Non altrimenti Maria ai piedi della croce. Ella vede il suo caro Gesù piagato, trafitto, con il volto pallido, con le tempie cinte dalle spine, con le mani e i piedi trapassati dai chiodi, col corpo tutto lacero sul patibolo e non le è permesso di recargli alcun sollievo. Quel bellissimo corpo, che fasciò tante volte con sì riverente affetto, spogliato della sua veste, sta esposto agli insulti della turba: vorrebbe ricoprirlo, ma non può; quelle labbra sitibonde per insoffribile arsura chiedono refrigerio; Ella vorrebbe, con le sue lacrime, almeno mitigarne l’ardore, ma non può.

Già emette l’ultimo respiro; le smorte labbra raccolgono gli aneliti estremi dello spirito vitale. Vorrebbe anche Maria allontanarsi da Lui con un ultimo abbraccio, con un caro bacio; alza quindi le braccia più per il desiderio che per la speranza di poterlo abbracciare, stringere, baciare, ma non può. O .dolore sommo di una Madre! Agar, poiché non poté recar sollievo al figlio morente, andò a mitigare in parte il suo affanno nelle foreste che riempiva dei suoi lamenti, ma a Maria mancò anche questo sollievo, poiché tenne fisso lo sguardo sugli spasimi del Figlio e, per quanto ogni sguardo fosse per il suo cuore un dardo penetrante, tuttavia proseguì coraggiosa a fomentare il suo tormento guardandolo con costanza.

Si legge nella Genesi che il patriarca Giacobbe, veduta la tunica insanguinata del suo Giuseppe che credeva essere stato sorpreso nel bosco da una feroce fiera, pianse inconsolabile, si stracciò le vesti, si coprì di cilicio e giurò altamente di non voler accettare alcun conforto al suo affanno. Che sarebbe stato se gli inumani fratelli, attuando la loro prima intenzione di ucciderlo, avessero recato al buon vecchio non la tunica, ma il cadavere stesso di Giuseppe, straziato e ancora intriso di sangue? Io credo che in questo caso si sarebbe subito avverata la sua appassionata protesta: «Discendo, piangendo, con mio figlio negli inferi».

Intenda ora, chi può, il dolore ineffabile che, di fronte all’esanime cadavere di Gesù Cristo, provò il cuore di Maria.

Anima devota, che hai veduto Maria ai piedi della croce, trafitta orrendamente dalla spada di Simeone nel cuore, con un dolore eccessivo e tenero nello stesso tempo vedere le pene amare del suo Gesù; anima devota, riflettendo che le nostre trasgressioni e i nostri peccati furono la causa funesta dei suoi dolori, poiché con questi le abbiamo tolto il caro Figlio la cui morte le causò tanti spasimi, non sia mai che tra di voi, mie figlie, vi sia alcuna che con nuovi difetti e con nuove colpe le rinnovi l’affanno e torni a crocifiggerle il diletto Figlio.

Troppo, per nostro amore, Ella ha sofferto! Stia solo in mano di genti barbare e di cristiani malvagi, quella lancia crudele che, squarciando anche dopo la morte il petto a Gesù, trapassò spietatamente il cuore a questa Madre amorosa.
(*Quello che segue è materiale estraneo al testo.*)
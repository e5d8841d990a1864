//! Document fetching and duplicate suppression
//!
//! Downloads discovered candidates with size and content-type gates, then
//! fingerprints the body with SHA-256. A fingerprint seen before, in this
//! run or any prior run recorded in the sink, short-circuits the rest of
//! the pipeline for that document.

use crate::config::Config;
use crate::crawl::{DiscoveredDocument, RateLimiter};
use chrono::{DateTime, Utc};
use sha2::{Digest, Sha256};
use std::collections::HashSet;
use std::sync::{Arc, Mutex};
use tracing::{debug, warn};
use url::Url;

/// A successfully downloaded document
#[derive(Debug, Clone)]
pub struct FetchedDocument {
    pub url: Url,
    pub found_on: Url,
    pub anchor_text: String,
    pub depth: u32,
    pub relevance: f64,
    /// Content-Type header value, lowercased
    pub content_type: String,
    pub bytes: Vec<u8>,
    /// Hex SHA-256 of the body
    pub fingerprint: String,
    pub fetched_at: DateTime<Utc>,
}

/// Why a download was rejected without an error
#[derive(Debug, Clone, PartialEq, Eq)]
pub enum RejectReason {
    /// Larger than the configured ceiling; never truncated
    Oversized { bytes: u64 },
    /// Smaller than the floor, likely an error page or stub
    Undersized { bytes: u64 },
    /// Content type outside the accept list
    UnsupportedType { content_type: String },
}

/// Outcome of one fetch attempt
#[derive(Debug)]
pub enum FetchOutcome {
    Fetched(Box<FetchedDocument>),
    /// Body fingerprint already seen; extraction and mining are skipped
    Duplicate { fingerprint: String },
    Rejected(RejectReason),
    Failed { message: String },
}

/// Shared set of document fingerprints, preloaded from the sink's catalog
///
/// Shared across all fetch workers in a run; `first_seen` is a single
/// insert-if-absent so two workers racing on the same fingerprint agree on
/// which one proceeds.
#[derive(Debug, Default)]
pub struct FingerprintIndex {
    seen: Mutex<HashSet<String>>,
}

impl FingerprintIndex {
    pub fn new() -> Self {
        Self::default()
    }

    /// Builds an index preloaded with fingerprints from prior runs
    pub fn preloaded(known: impl IntoIterator<Item = String>) -> Self {
        Self {
            seen: Mutex::new(known.into_iter().collect()),
        }
    }

    /// Records a fingerprint, returning true only for its first appearance
    pub fn first_seen(&self, fingerprint: &str) -> bool {
        self.seen
            .lock()
            .unwrap_or_else(|e| e.into_inner())
            .insert(fingerprint.to_string())
    }

    pub fn len(&self) -> usize {
        self.seen.lock().unwrap_or_else(|e| e.into_inner()).len()
    }

    pub fn is_empty(&self) -> bool {
        self.len() == 0
    }
}

/// Computes the hex SHA-256 fingerprint of a document body
pub fn fingerprint(bytes: &[u8]) -> String {
    let mut hasher = Sha256::new();
    hasher.update(bytes);
    hex::encode(hasher.finalize())
}

/// Downloads document candidates under the run's politeness and size policy
pub struct DocumentFetcher {
    client: reqwest::Client,
    config: Arc<Config>,
    limiter: Arc<RateLimiter>,
    fingerprints: Arc<FingerprintIndex>,
    seen_urls: Mutex<HashSet<String>>,
}

impl DocumentFetcher {
    pub fn new(
        client: reqwest::Client,
        config: Arc<Config>,
        limiter: Arc<RateLimiter>,
        fingerprints: Arc<FingerprintIndex>,
    ) -> Self {
        Self {
            client,
            config,
            limiter,
            fingerprints,
            seen_urls: Mutex::new(HashSet::new()),
        }
    }

    /// Fetches one discovered document
    ///
    /// Retries exactly once on a network failure after a short pause. Every
    /// outcome is data; the orchestrator records it and moves on.
    pub async fn fetch(&self, doc: &DiscoveredDocument) -> FetchOutcome {
        // the same URL can be discovered from several pages in one run
        {
            let mut seen = self.seen_urls.lock().unwrap_or_else(|e| e.into_inner());
            if !seen.insert(doc.url.as_str().to_string()) {
                return FetchOutcome::Duplicate {
                    fingerprint: String::new(),
                };
            }
        }

        let domain = match crate::url::extract_domain(&doc.url) {
            Some(d) => d,
            None => {
                return FetchOutcome::Failed {
                    message: "Document URL has no host".to_string(),
                }
            }
        };

        let mut last_error = String::new();
        for attempt in 0..2 {
            if attempt > 0 {
                tokio::time::sleep(std::time::Duration::from_millis(500)).await;
            }

            self.limiter.acquire(&domain).await;
            match self.download(&doc.url).await {
                Ok(outcome) => {
                    self.limiter.record_outcome(&domain, true).await;
                    return self.finish(doc, outcome);
                }
                Err(message) => {
                    self.limiter.record_outcome(&domain, false).await;
                    warn!(url = %doc.url, attempt = attempt, error = %message, "Download failed");
                    last_error = message;
                }
            }
        }

        FetchOutcome::Failed {
            message: last_error,
        }
    }

    async fn download(&self, url: &Url) -> Result<(String, Vec<u8>), String> {
        let response = self
            .client
            .get(url.as_str())
            .timeout(std::time::Duration::from_secs(
                self.config.fetcher.download_timeout,
            ))
            .send()
            .await
            .map_err(|e| e.to_string())?;

        let status = response.status();
        if !status.is_success() {
            return Err(format!("HTTP {}", status.as_u16()));
        }

        let content_type = response
            .headers()
            .get(reqwest::header::CONTENT_TYPE)
            .and_then(|v| v.to_str().ok())
            .unwrap_or("application/octet-stream")
            .split(';')
            .next()
            .unwrap_or("")
            .trim()
            .to_lowercase();

        let bytes = response.bytes().await.map_err(|e| e.to_string())?;
        Ok((content_type, bytes.to_vec()))
    }

    fn finish(&self, doc: &DiscoveredDocument, (content_type, bytes): (String, Vec<u8>)) -> FetchOutcome {
        let allowed = self
            .config
            .fetcher
            .allowed_content_types
            .iter()
            .any(|t| content_type.starts_with(t.as_str()));
        if !allowed {
            return FetchOutcome::Rejected(RejectReason::UnsupportedType { content_type });
        }

        let size = bytes.len() as u64;
        if size > self.config.fetcher.max_document_bytes {
            return FetchOutcome::Rejected(RejectReason::Oversized { bytes: size });
        }
        if size < self.config.fetcher.min_document_bytes {
            return FetchOutcome::Rejected(RejectReason::Undersized { bytes: size });
        }

        let fp = fingerprint(&bytes);
        if !self.fingerprints.first_seen(&fp) {
            debug!(url = %doc.url, fingerprint = %fp, "Duplicate document body");
            return FetchOutcome::Duplicate { fingerprint: fp };
        }

        FetchOutcome::Fetched(Box::new(FetchedDocument {
            url: doc.url.clone(),
            found_on: doc.found_on.clone(),
            anchor_text: doc.anchor_text.clone(),
            depth: doc.depth,
            relevance: doc.relevance,
            content_type,
            bytes,
            fingerprint: fp,
            fetched_at: Utc::now(),
        }))
    }
}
Noi, invece, con la nostra condotta intemerata, virtuosa e perfetta, vogliamo rimarginare le piaghe di Gesù ed asciugare il pianto di questa afflittissima Madre. Voi con la vostra devozione, con la vostra vita esemplare, con la frequenza ai Santi Sacramenti e alla Parola di Dio confortate dolcemente Maria nelle sue amarezze, rallegrate il suo cuore trafitto e da qui innanzi fate che i suoi dolori acerbissimi siano l’oggetto più interessante della vostra pietà. Che se da noi non possiamo fare nulla, rivolgiamoci a Maria addolorata e imploriamo da Lei la grazia di essere devoti ai suoi dolori, affinché ci siano mezzo efficace per vincere le nostre sregolate passioni.

Deh, fate, o Maria, che noi sentiamo le vostre pene, causate in voi dalle pene del Figlio! Lasciate, amabilissima Madre, che, presso la croce di Gesù, noi siamo sempre unite a voi e con voi attingiamo a quel sangue purissimo, perché ciascuno di noi lo beva per esserne inebriato. Nel giorno estremo della nostra morte avverrà che, vedendoci il supremo Giudice purificati dal suo stesso sangue, ci separi dai capretti impuri, cioè dai peccatori, e ci collochi fra gli agnelli innocenti, cioè tra i giusti nel trionfo beatissimo del paradiso.

Eja Mater, fons amoris, me sentire vim doloris, fac ut tecum lugeam…
Iuxta crucem tecum stare et me tibi sociare in planctu desidero…
Quando corpus morietur, fac ut animae donetur paradisi gloria . Amen.